Passionné de littérature, d’histoire, d’anthropologie et de philosophie, ce sont ces disciplines ainsi que son inlassable curiosité pour les rituels et les lieux de mémoire qui vont nourrir ses dernières inspirations. Son œuvre photographique est déjà en ces années-là considérable, ayant évolué en marge de toute école, de tout classement, de toute théorie. Riche d’illustres portraits, regardant l’humanité dans sa diversité. Après le succès des Momies de Palerme et parallèlement aux Retratos, il entreprend un travail qui restera inachevé et auquel je fus associé : il va traquer les gloires défuntes dans leur dernière demeure et photographier leurs sépultures afin de montrer que les apparences de leur vie éternelle sont assez semblables à celles de leur vie terrestre, que ce soit ou non le fait de leur volonté, celle des héritiers ou des pouvoirs publics, bienveillants ou malveillants. On reste dans la mort ce qu’on fut dans la vie : même comédie, mêmes passions dérisoires, mêmes vanités. Il photographie ainsi les sculptures, les bustes, les décorations gravées, les titres, les épitaphes, les outrages du climat, les traces à demi effacées. Quelques noms, dans le désordre : Verlaine, Baudelaire, Mallarmé, von Stroheim, Van Gogh, Flaubert, Léautaud, Debussy, Malraux, Satie, Roussel, Braque, Stendhal, Balzac et Méliès, qui sont aussi ceux dont il admirait l’œuvre.
L’alexandrin de Baudelaire, « On dirait ton regard d’une vapeur couvert », trouve sa pertinence un vilain jour des années quatre-vingt où Jesse, à la suite d’un accident vasculaire, perd l’usage de l’œil droit qu’il retrouvera progressivement. « C’est l’œil viseur, disait-il, celui de mon travail. » Il gagna en réflexion, en profondeur, ce qu’il perdit en acuité visuelle, avec le souci permanent de rendre intelligible le monde sensible.
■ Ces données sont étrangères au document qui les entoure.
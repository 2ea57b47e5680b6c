//! Configuration module for id-sweep
//!
//! This module handles loading, parsing, and validating TOML configuration files.
//! The CLI layers flag overrides on top of the parsed file before validation.
//!
//! # Example
//!
//! ```no_run
//! use id_sweep::config::load_config;
//! use std::path::Path;
//!
//! let config = load_config(Path::new("sweep.toml")).unwrap();
//! println!("Sweeping {:?} with {} workers", config.sweep.id_range, config.sweep.worker_count);
//! ```

mod parser;
mod template;
mod types;
mod validation;

// Re-export types
pub use template::UrlTemplate;
pub use types::{
    Config, CredentialsConfig, ExtractorConfig, HttpConfig, LoginRedirectPolicy, OutputConfig,
    PublisherConfig, SessionConfig, ShortBodyPolicy, SweepConfig, DEFAULT_USER_AGENT,
};

// Re-export parser functions
pub use parser::{config_fingerprint, load_config, read_config};
pub use validation::validate;
//! Per-target outcome definitions
//!
//! Every target ends the sweep with exactly one terminal outcome. Workers never
//! surface per-target failures as errors; they build one of these values and
//! hand it to the registry.

use std::fmt;

/// The outcome of processing one target
#[derive(Debug, Clone, Copy, PartialEq, Eq)]
pub enum Outcome {
    /// Target was not fetched (already visited or over its failure cap)
    Skipped(SkipReason),

    /// Endpoint answered "absent", or the extractor filtered the target out
    NotFound(NotFoundReason),

    /// Extractor produced rows for this target
    Record { rows: usize },

    /// Retryable failure; only terminal once the failure cap is reached
    TransientError(TransientKind),

    /// Non-retryable failure
    PermanentError(PermanentKind),
}

/// Why a target was skipped
#[derive(Debug, Clone, Copy, PartialEq, Eq, Hash)]
pub enum SkipReason {
    AlreadyVisited,
    OverFailureCap,
}

/// Why a target counts as absent
#[derive(Debug, Clone, Copy, PartialEq, Eq, Hash)]
pub enum NotFoundReason {
    /// HTTP 404
    Absent,
    /// Extractor returned no rows
    Filtered,
    /// Redirected to (or served) the login page, with the `not-found` policy
    LoginRedirect,
    /// Empty or short body, with the `not-found` policy
    EmptyBody,
}

/// Retryable failure kinds
#[derive(Debug, Clone, Copy, PartialEq, Eq, Hash)]
pub enum TransientKind {
    ConnectionReset,
    Timeout,
    Connect,
    RateLimited,
    Server(u16),
    ShortBody,
}

/// Non-retryable failure kinds
#[derive(Debug, Clone, Copy, PartialEq, Eq, Hash)]
pub enum PermanentKind {
    BadRequest(u16),
    Forbidden,
    Unknown(u16),
    ContentType,
    Extract,
    /// Redirect chain longer than one hop
    Redirect,
    /// 401 or login redirect when auth expiry is not fatal
    AuthExpired,
}

/// Reporting bucket for an outcome
#[derive(Debug, Clone, Copy, PartialEq, Eq, Hash, PartialOrd, Ord)]
pub enum OutcomeCategory {
    Record,
    NotFound,
    Filtered,
    Skipped,
    TransientFailed,
    Permanent,
}

impl Outcome {
    /// Returns the reporting category of this outcome
    pub fn category(&self) -> OutcomeCategory {
        match self {
            Self::Record { .. } => OutcomeCategory::Record,
            Self::NotFound(NotFoundReason::Filtered) => OutcomeCategory::Filtered,
            Self::NotFound(_) => OutcomeCategory::NotFound,
            Self::Skipped(_) => OutcomeCategory::Skipped,
            Self::TransientError(_) => OutcomeCategory::TransientFailed,
            Self::PermanentError(_) => OutcomeCategory::Permanent,
        }
    }

    /// Returns true for outcomes that always mark the target visited
    ///
    /// Transient errors become terminal only when the failure cap is reached,
    /// which the registry decides.
    pub fn is_terminal(&self) -> bool {
        !matches!(self, Self::TransientError(_) | Self::Skipped(_))
    }

    pub fn is_transient(&self) -> bool {
        matches!(self, Self::TransientError(_))
    }
}

impl TransientKind {
    pub fn as_str(&self) -> &'static str {
        match self {
            Self::ConnectionReset => "connection_reset",
            Self::Timeout => "timeout",
            Self::Connect => "connect",
            Self::RateLimited => "rate_limited",
            Self::Server(_) => "server",
            Self::ShortBody => "short_body",
        }
    }
}

impl PermanentKind {
    pub fn as_str(&self) -> &'static str {
        match self {
            Self::BadRequest(_) => "bad_request",
            Self::Forbidden => "forbidden",
            Self::Unknown(_) => "unknown",
            Self::ContentType => "content_type",
            Self::Extract => "extract",
            Self::Redirect => "redirect",
            Self::AuthExpired => "auth_expired",
        }
    }
}

impl NotFoundReason {
    pub fn as_str(&self) -> &'static str {
        match self {
            Self::Absent => "absent",
            Self::Filtered => "filtered",
            Self::LoginRedirect => "login_redirect",
            Self::EmptyBody => "empty_body",
        }
    }
}

impl OutcomeCategory {
    /// Converts the category to its report label
    pub fn as_str(&self) -> &'static str {
        match self {
            Self::Record => "record",
            Self::NotFound => "not_found",
            Self::Filtered => "filtered",
            Self::Skipped => "skipped",
            Self::TransientFailed => "transient_failed",
            Self::Permanent => "permanent",
        }
    }

    /// Returns all categories in report order
    pub fn all() -> [Self; 6] {
        [
            Self::Record,
            Self::NotFound,
            Self::Filtered,
            Self::Skipped,
            Self::TransientFailed,
            Self::Permanent,
        ]
    }
}

impl fmt::Display for Outcome {
    fn fmt(&self, f: &mut fmt::Formatter<'_>) -> fmt::Result {
        match self {
            Self::Skipped(SkipReason::AlreadyVisited) => write!(f, "skipped(already_visited)"),
            Self::Skipped(SkipReason::OverFailureCap) => write!(f, "skipped(over_failure_cap)"),
            Self::NotFound(reason) => write!(f, "not_found({})", reason.as_str()),
            Self::Record { rows } => write!(f, "record({} rows)", rows),
            Self::TransientError(TransientKind::Server(status)) => {
                write!(f, "transient(server {})", status)
            }
            Self::TransientError(kind) => write!(f, "transient({})", kind.as_str()),
            Self::PermanentError(PermanentKind::BadRequest(status)) => {
                write!(f, "permanent(bad_request {})", status)
            }
            Self::PermanentError(PermanentKind::Unknown(status)) => {
                write!(f, "permanent(unknown {})", status)
            }
            Self::PermanentError(kind) => write!(f, "permanent({})", kind.as_str()),
        }
    }
}

impl fmt::Display for OutcomeCategory {
    fn fmt(&self, f: &mut fmt::Formatter<'_>) -> fmt::Result {
        write!(f, "{}", self.as_str())
    }
}
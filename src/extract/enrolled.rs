use crate::extract::{
    builder, element_text, selector, ContentExpectation, Extraction, ExtractError, Extractor,
    Schema,
};
use scraper::Html;
use std::sync::Arc;

const FIELDS: [&str; 5] = ["id_turma", "nome", "comum", "instrumento", "status"];

/// Placeholder row the site renders for an empty table
const EMPTY_ROW_MARKER: &str = "Nenhum registro";

/// Flattens the enrolled-students table of a class into one record per row
pub struct EnrolledExtractor {
    schema: Arc<Schema>,
}

impl EnrolledExtractor {
    pub fn new() -> Self {
        Self {
            schema: Schema::new(&FIELDS),
        }
    }
}

impl Default for EnrolledExtractor {
    fn default() -> Self {
        Self::new()
    }
}

impl Extractor for EnrolledExtractor {
    fn id(&self) -> &str {
        "enrolled"
    }

    fn schema(&self) -> Arc<Schema> {
        Arc::clone(&self.schema)
    }

    fn expects(&self) -> ContentExpectation {
        ContentExpectation::Html
    }

    fn extract(
        &self,
        target: u64,
        body: &[u8],
        _content_type: Option<&str>,
    ) -> Result<Extraction, ExtractError> {
        let html = String::from_utf8_lossy(body);
        let document = Html::parse_document(&html);
        let row_selector = selector("tbody tr")?;
        let cell_selector = selector("td")?;

        let mut rows = Vec::new();
        for row in document.select(&row_selector) {
            let cells: Vec<String> = row
                .select(&cell_selector)
                .map(|cell| element_text(&cell))
                .collect();

            if cells.len() < 4 || cells[0].is_empty() || cells[0].contains(EMPTY_ROW_MARKER) {
                continue;
            }

            rows.push(
                builder(&self.schema)
                    .set("id_turma", target.to_string())?
                    .set("nome", cells[0].as_str())?
                    .set("comum", cells[1].as_str())?
                    .set("instrumento", cells[2].as_str())?
                    .set("status", cells[3].as_str())?
                    .finish()?,
            );
        }

        if rows.is_empty() {
            Ok(Extraction::Filtered)
        } else {
            Ok(Extraction::Rows(rows))
        }
    }
}

#[cfg(test)]
mod tests {
    use super::*;

    #[test]
    fn test_rows_are_flattened() {
        let html = r#"<table class="table"><tbody>
<tr><td>ANA</td><td>JARDIM AMANDA</td><td>VIOLA</td><td>Ativo</td><td><a>ver</a></td></tr>
<tr><td>BRUNO</td><td>CENTRO</td><td>TROMPETE</td><td>Inativo</td></tr>
<tr><td>incompleta</td><td>x</td></tr>
</tbody></table>"#;

        let extractor = EnrolledExtractor::new();
        let Extraction::Rows(rows) = extractor.extract(17, html.as_bytes(), None).unwrap() else {
            panic!("expected rows");
        };

        assert_eq!(rows.len(), 2);
        assert_eq!(rows[0].get("id_turma"), Some("17"));
        assert_eq!(rows[0].get("nome"), Some("ANA"));
        assert_eq!(rows[0].get("instrumento"), Some("VIOLA"));
        assert_eq!(rows[1].get("nome"), Some("BRUNO"));
        assert_eq!(rows[1].get("status"), Some("Inativo"));
    }

    #[test]
    fn test_empty_table_is_filtered() {
        let html = r#"<table><tbody>
<tr><td>Nenhum registro encontrado</td><td></td><td></td><td></td></tr>
</tbody></table>"#;

        let extractor = EnrolledExtractor::new();
        assert_eq!(
            extractor.extract(17, html.as_bytes(), None).unwrap(),
            Extraction::Filtered
        );
    }
}
//! Opaque cookie sets handed over by the login collaborator
//!
//! A [`CookieSet`] can be built from an inline `Cookie` header
//! (`name=value; name2=value2`) or from a Netscape-format cookie file exported
//! from a browser (7 TAB-separated fields per line). Values are never logged:
//! `Debug` prints cookie names only.

use crate::AuthError;
use std::fmt;
use std::io::BufRead;
use std::path::Path;

#[derive(Clone, PartialEq, Eq)]
struct Cookie {
    name: String,
    value: String,
    /// `None` for host-only cookies taken from an inline header
    domain: Option<String>,
}

impl Cookie {
    fn matches_host(&self, host: &str) -> bool {
        match &self.domain {
            None => true,
            Some(domain) => {
                let domain = domain.trim_start_matches('.');
                host.eq_ignore_ascii_case(domain)
                    || host
                        .to_ascii_lowercase()
                        .ends_with(&format!(".{}", domain.to_ascii_lowercase()))
            }
        }
    }
}

/// A read-only set of session cookies
#[derive(Clone, Default, PartialEq, Eq)]
pub struct CookieSet {
    cookies: Vec<Cookie>,
}

impl CookieSet {
    /// Parses an inline `Cookie` header value
    ///
    /// Empty input yields an empty set; the session pool rejects empty sets.
    pub fn parse_header(header: &str) -> Result<Self, AuthError> {
        let mut cookies = Vec::new();
        for pair in header.split(';').map(str::trim).filter(|p| !p.is_empty()) {
            let (name, value) = pair.split_once('=').ok_or_else(|| {
                AuthError::InvalidCookies(format!("'{}' is not a name=value pair", redact(pair)))
            })?;
            let name = name.trim();
            if name.is_empty() {
                return Err(AuthError::InvalidCookies("empty cookie name".to_string()));
            }
            cookies.push(Cookie {
                name: name.to_string(),
                value: value.trim().to_string(),
                domain: None,
            });
        }
        Ok(Self { cookies })
    }

    /// Parses a Netscape cookie file
    ///
    /// Comment lines, blank lines and malformed lines are skipped; a file with
    /// data lines but no valid cookie is an error. The `#HttpOnly_` prefix
    /// some browsers write is understood.
    pub fn parse_netscape(reader: impl BufRead) -> Result<Self, AuthError> {
        let mut cookies = Vec::new();
        let mut data_lines = 0usize;

        for (idx, line) in reader.lines().enumerate() {
            let line = line.map_err(|e| AuthError::InvalidCookies(e.to_string()))?;
            let line = line.trim_end();
            let line = line.strip_prefix("#HttpOnly_").unwrap_or(line);

            if line.is_empty() || line.starts_with('#') {
                continue;
            }
            data_lines += 1;

            let fields: Vec<&str> = line.split('\t').collect();
            if fields.len() != 7 || fields[0].is_empty() || fields[5].is_empty() {
                tracing::warn!(
                    line = idx + 1,
                    fields = fields.len(),
                    "Skipping malformed cookie line"
                );
                continue;
            }

            cookies.push(Cookie {
                name: fields[5].to_string(),
                value: fields[6].to_string(),
                domain: Some(fields[0].to_string()),
            });
        }

        if cookies.is_empty() && data_lines > 0 {
            return Err(AuthError::InvalidCookies(format!(
                "no valid cookies in {} data lines",
                data_lines
            )));
        }

        Ok(Self { cookies })
    }

    /// Reads and parses a Netscape cookie file from disk
    pub fn from_netscape_file(path: &Path) -> Result<Self, AuthError> {
        let file = std::fs::File::open(path).map_err(|e| {
            AuthError::InvalidCookies(format!("cannot open {}: {}", path.display(), e))
        })?;
        Self::parse_netscape(std::io::BufReader::new(file))
    }

    pub fn is_empty(&self) -> bool {
        self.cookies.is_empty()
    }

    pub fn len(&self) -> usize {
        self.cookies.len()
    }

    pub fn names(&self) -> Vec<&str> {
        self.cookies.iter().map(|c| c.name.as_str()).collect()
    }

    /// Builds the `Cookie` header value sent to `host`
    ///
    /// # Returns
    ///
    /// `None` if no cookie in the set applies to the host
    pub fn header_for(&self, host: &str) -> Option<String> {
        let pairs: Vec<String> = self
            .cookies
            .iter()
            .filter(|c| c.matches_host(host))
            .map(|c| format!("{}={}", c.name, c.value))
            .collect();

        if pairs.is_empty() {
            None
        } else {
            Some(pairs.join("; "))
        }
    }
}

impl fmt::Debug for CookieSet {
    fn fmt(&self, f: &mut fmt::Formatter<'_>) -> fmt::Result {
        f.debug_struct("CookieSet")
            .field("names", &self.names())
            .field("values", &"[REDACTED]")
            .finish()
    }
}

fn redact(pair: &str) -> String {
    match pair.split_once('=') {
        Some((name, _)) => format!("{}=[REDACTED]", name),
        None => format!("{}…", pair.chars().take(8).collect::<String>()),
    }
}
Il avait l’art du signe. Il reste le sémiologue de la photographie, le Leica remplaçant le stylo ou le pinceau, avec toujours le noir, le blanc et l’infinie palette des gris. Subtil mélange d’improvisation et parfois de mise en scène d’un détail (…). Il crée un monde. Il faut le dire, si Jesse est un grand photographe, il ne met rien au-dessus de l’art pictural. Pourquoi consacre-t-il alors ses dix dernières années presque exclusivement à la photographie ? Pour gagner sa vie, certes, mais surtout parce que « je ne peins que dans la douleur, l’anxiété, le mal-être, la névrose. C’est un engagement total, tu joues ta peau. Dans la photo, tu restes à l’extérieur, tu n’impliques pas ton être, tu ne souffres pas. C’est comme un jeu. » J’ai compris ainsi qu’en épousant France (Mazin) et la France, il avait trouvé un amour, une paix, un bien-être, un confort qui rendaient inutiles la catharsis de la peinture. Une sorte de bonheur peut-être.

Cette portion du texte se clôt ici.